:: Aim of the task ::
Would you please return the lines of the entries below starting at the line that has "self.cell.get_or_init(load)" and ending at the line that has "use crate::context::AppContext;", both included, exactly as they are?

:: Data section ::
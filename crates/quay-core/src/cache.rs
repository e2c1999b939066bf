//! Lazy insert-only caches.
//!
//! Every lookup in the resolution core is memoized for the lifetime of the
//! process: values are computed at most once per key, never evicted, and
//! failed loads are cached like successful ones.

use std::borrow::Borrow;
use std::cell::{OnceCell, RefCell};
use std::collections::HashMap;
use std::hash::Hash;

/// A lazy map cache. The first completed load for a key wins; later loads
/// for the same key observe the memoized value.
#[derive(Debug)]
pub struct Cache<K, V> {
    map: RefCell<HashMap<K, V>>,
}

impl<K, V> Default for Cache<K, V> {
    fn default() -> Self {
        Self {
            map: RefCell::new(HashMap::new()),
        }
    }
}

impl<K, V> Cache<K, V>
where
    K: Eq + Hash,
    V: Clone,
{
    pub fn new() -> Self {
        Self::default()
    }

    /// Return the cached value for `key`, computing it with `load` on a miss.
    ///
    /// The map is not borrowed while `load` runs, so loads may consult other
    /// caches (or this one under a different key).
    pub fn get_lazy<Q, F>(&self, key: &Q, load: F) -> V
    where
        K: Borrow<Q>,
        Q: Eq + Hash + ToOwned<Owned = K> + ?Sized,
        F: FnOnce() -> V,
    {
        if let Some(value) = self.map.borrow().get(key) {
            return value.clone();
        }

        let value = load();
        self.map
            .borrow_mut()
            .entry(key.to_owned())
            .or_insert(value)
            .clone()
    }
}

/// A lazy cell for a single value, computed on first access.
#[derive(Debug, Default)]
pub struct CacheSingle<T> {
    cell: OnceCell<T>,
}

impl<T> CacheSingle<T> {
    pub fn new() -> Self {
        Self {
            cell: OnceCell::new(),
        }
    }

    pub fn get_lazy<F: FnOnce() -> T>(&self, load: F) -> &T {
        self.cell.get_or_init(load)
    }
}
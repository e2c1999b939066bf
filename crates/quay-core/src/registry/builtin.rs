//! The builtin registry backends.
//!
//! `BuiltinFilesRegistry` serves whatever is checked out under `ports/`.
//! `BuiltinGitRegistry` adds a baseline commit and the in-tree version
//! database, checking historic versions out of the root `.git`.
//! `BuiltinErrorRegistry` stands in when a baseline is required but absent.

use std::path::{Path, PathBuf};
use std::rc::Rc;

use tracing::warn;

use crate::cache::{Cache, CacheSingle};
use crate::context::AppContext;
use crate::error::{QuayError, QuayResult};
use crate::recipe::{PathAndLocation, Recipe};
use crate::registry::{
    load_all_port_names_from_registry_versions, RegistryImplementation, BUILTIN_ERROR_KIND,
    BUILTIN_FILES_KIND, BUILTIN_GIT_KIND, BUILTIN_REGISTRY_GIT_URL,
};
use crate::version::baseline::{load_baseline_versions, Baseline};
use crate::version::db::{load_versions_file, PortVersionDb, VersionDbType};
use crate::version::{Version, VersionSpec};

/// The builtin registry without a baseline: only the `ports/` tree exists.
pub struct BuiltinFilesRegistry {
    ctx: Rc<AppContext>,
    recipes: Cache<PathBuf, QuayResult<Option<Rc<Recipe>>>>,
    versions: Cache<String, QuayResult<Option<Version>>>,
}

impl BuiltinFilesRegistry {
    pub fn new(ctx: Rc<AppContext>) -> Self {
        Self {
            ctx,
            recipes: Cache::new(),
            versions: Cache::new(),
        }
    }

    fn get_recipe(&self, path: &Path) -> QuayResult<Option<Rc<Recipe>>> {
        self.recipes.get_lazy(path, || {
            self.ctx
                .parser()
                .try_load_port(self.ctx.fs(), path)
                .map(|recipe| recipe.map(Rc::new))
        })
    }

    fn get_version(&self, port_name: &str) -> QuayResult<Option<Version>> {
        self.versions.get_lazy(port_name, || {
            let port_directory = self.ctx.builtin_ports_directory().join(port_name);
            self.get_recipe(&port_directory)
                .map(|recipe| recipe.map(|r| r.version().clone()))
        })
    }
}

impl RegistryImplementation for BuiltinFilesRegistry {
    fn kind(&self) -> &'static str {
        BUILTIN_FILES_KIND
    }

    fn get_port(&self, spec: &VersionSpec) -> QuayResult<Option<PathAndLocation>> {
        let port_directory = self.ctx.builtin_ports_directory().join(&spec.port_name);
        let Some(recipe) = self.get_recipe(&port_directory)? else {
            return Ok(None);
        };

        if recipe.name() != spec.port_name {
            return Err(QuayError::UnexpectedPortName {
                expected: spec.port_name.clone(),
                actual: recipe.name().to_string(),
                path: port_directory,
            });
        }

        if recipe.version() != &spec.version {
            warn!(
                port = %spec.port_name,
                expected = %spec.version,
                actual = %recipe.version(),
                "the builtin port tree does not have the requested version",
            );
            return Ok(None);
        }

        Ok(Some(PathAndLocation {
            path: port_directory,
            location: format!("git+{BUILTIN_REGISTRY_GIT_URL}#ports/{}", spec.port_name),
        }))
    }

    fn get_all_port_versions(&self, port_name: &str) -> QuayResult<Option<Vec<Version>>> {
        Ok(self.get_version(port_name)?.map(|version| vec![version]))
    }

    fn get_baseline_version(&self, port_name: &str) -> QuayResult<Option<Version>> {
        // Without a baseline file, the checked-out tree is the baseline.
        self.get_version(port_name)
    }

    fn append_all_port_names(&self, out: &mut Vec<String>) -> QuayResult<()> {
        let port_directories = self
            .ctx
            .fs()
            .get_directories_non_recursive(&self.ctx.builtin_ports_directory())?;
        for port_directory in port_directories {
            let Some(filename) = port_directory.file_name().and_then(|f| f.to_str()) else {
                continue;
            };
            if filename == ".DS_Store" {
                continue;
            }
            out.push(filename.to_string());
        }
        Ok(())
    }

    fn try_append_all_port_names_no_network(&self, out: &mut Vec<String>) -> QuayResult<bool> {
        self.append_all_port_names(out)?;
        Ok(true)
    }
}

/// The builtin registry pinned to a baseline commit.
pub struct BuiltinGitRegistry {
    ctx: Rc<AppContext>,
    baseline_identifier: String,
    files_impl: BuiltinFilesRegistry,
    baseline: CacheSingle<QuayResult<Rc<Baseline>>>,
    versions: Cache<String, QuayResult<Option<Rc<PortVersionDb>>>>,
}

impl BuiltinGitRegistry {
    pub fn new(ctx: Rc<AppContext>, baseline_identifier: String) -> Self {
        let files_impl = BuiltinFilesRegistry::new(ctx.clone());
        Self {
            ctx,
            baseline_identifier,
            files_impl,
            baseline: CacheSingle::new(),
            versions: Cache::new(),
        }
    }

    fn get_versions(&self, port_name: &str) -> QuayResult<Option<Rc<PortVersionDb>>> {
        self.versions.get_lazy(port_name, || {
            let entries = load_versions_file(
                self.ctx.fs(),
                VersionDbType::Git,
                &self.ctx.builtin_registry_versions(),
                port_name,
            )?;
            Ok(entries.map(|entries| Rc::new(PortVersionDb::new(entries))))
        })
    }

    fn load_baseline(&self) -> QuayResult<Rc<Baseline>> {
        let path = git_checkout_baseline(&self.ctx, &self.baseline_identifier)?;
        let loaded = load_baseline_versions(self.ctx.fs(), &path, "")?;
        match loaded {
            Some(baseline) => Ok(Rc::new(baseline)),
            None => Err(QuayError::BaselineMissingDefault {
                origin: format!(
                    "{} (baseline {})",
                    path.display(),
                    self.baseline_identifier
                ),
            }),
        }
    }
}

impl RegistryImplementation for BuiltinGitRegistry {
    fn kind(&self) -> &'static str {
        BUILTIN_GIT_KIND
    }

    fn get_port(&self, spec: &VersionSpec) -> QuayResult<Option<PathAndLocation>> {
        let Some(versions) = self.get_versions(&spec.port_name)? else {
            // No version database for this port; the checked-out tree may
            // still have it.
            return self.files_impl.get_port(spec);
        };

        let Some(git_tree) = versions.try_get_git_tree(&spec.version) else {
            return Err(QuayError::VersionNotInDatabase {
                port: spec.port_name.clone(),
                version: spec.version.clone(),
                known: versions.versions().to_vec(),
            });
        };
        let git_tree = git_tree.to_string();

        let path =
            self.ctx
                .git()
                .checkout_port(&spec.port_name, &git_tree, &self.ctx.root_dot_git())?;
        Ok(Some(PathAndLocation {
            path,
            location: format!("git+{BUILTIN_REGISTRY_GIT_URL}@{git_tree}"),
        }))
    }

    fn get_all_port_versions(&self, port_name: &str) -> QuayResult<Option<Vec<Version>>> {
        match self.get_versions(port_name)? {
            Some(versions) => Ok(Some(versions.versions().to_vec())),
            None => self.files_impl.get_all_port_versions(port_name),
        }
    }

    fn get_baseline_version(&self, port_name: &str) -> QuayResult<Option<Version>> {
        let baseline = self.baseline.get_lazy(|| self.load_baseline()).clone()?;
        Ok(baseline.get(port_name).cloned())
    }

    fn append_all_port_names(&self, out: &mut Vec<String>) -> QuayResult<()> {
        let versions_dir = self.ctx.builtin_registry_versions();
        if self.ctx.fs().exists(&versions_dir) {
            load_all_port_names_from_registry_versions(out, self.ctx.fs(), &versions_dir)?;
        }
        self.files_impl.append_all_port_names(out)
    }

    fn try_append_all_port_names_no_network(&self, out: &mut Vec<String>) -> QuayResult<bool> {
        self.append_all_port_names(out)?;
        Ok(true)
    }
}

/// Stub used when the configuration demands a baseline and none is set:
/// every operation reports that requirement.
pub struct BuiltinErrorRegistry;

impl RegistryImplementation for BuiltinErrorRegistry {
    fn kind(&self) -> &'static str {
        BUILTIN_ERROR_KIND
    }

    fn get_port(&self, _spec: &VersionSpec) -> QuayResult<Option<PathAndLocation>> {
        Err(QuayError::RegistryRequiresBaseline)
    }

    fn get_all_port_versions(&self, _port_name: &str) -> QuayResult<Option<Vec<Version>>> {
        Err(QuayError::RegistryRequiresBaseline)
    }

    fn get_baseline_version(&self, _port_name: &str) -> QuayResult<Option<Version>> {
        Err(QuayError::RegistryRequiresBaseline)
    }

    fn append_all_port_names(&self, _out: &mut Vec<String>) -> QuayResult<()> {
        Err(QuayError::RegistryRequiresBaseline)
    }

    fn try_append_all_port_names_no_network(&self, _out: &mut Vec<String>) -> QuayResult<bool> {
        Err(QuayError::RegistryRequiresBaseline)
    }
}

/// Materialize the builtin baseline file for `commit_sha` at
/// `<baselines>/<sha>/baseline.json`, once, with an atomic rename.
fn git_checkout_baseline(ctx: &AppContext, commit_sha: &str) -> QuayResult<PathBuf> {
    let destination_parent = ctx.baselines_output().join(commit_sha);
    let destination = destination_parent.join("baseline.json");
    if ctx.fs().exists(&destination) {
        return Ok(destination);
    }

    let note = || format!("while checking out baseline {commit_sha}");
    let contents = ctx
        .git()
        .show(&ctx.root_dot_git(), commit_sha, "versions/baseline.json")
        .map_err(|e| e.note(note()))?;

    let destination_tmp = destination_parent.join("baseline.json.tmp");
    ctx.fs()
        .create_directories(&destination_parent)
        .map_err(|e| e.note(note()))?;
    ctx.fs()
        .write_contents(&destination_tmp, &contents)
        .map_err(|e| e.note(note()))?;
    ctx.fs()
        .rename(&destination_tmp, &destination)
        .map_err(|e| e.note(note()))?;

    Ok(destination)
}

:: Exercise output ::
        self.cell.get_or_init(load)
    }
}
repository e2c1999b939066bf
filename crates/quay-core/src/registry/builtin.rs
//! The builtin registry backends.
//!
//! `BuiltinFilesRegistry` serves whatever is checked out under `ports/`.
//! `BuiltinGitRegistry` adds a baseline commit and the in-tree version
//! database, checking historic versions out of the root `.git`.
//! `BuiltinErrorRegistry` stands in when a baseline is required but absent.

use std::path::{Path, PathBuf};
use std::rc::Rc;

use tracing::warn;

use crate::cache::{Cache, CacheSingle};
use crate::context::AppContext;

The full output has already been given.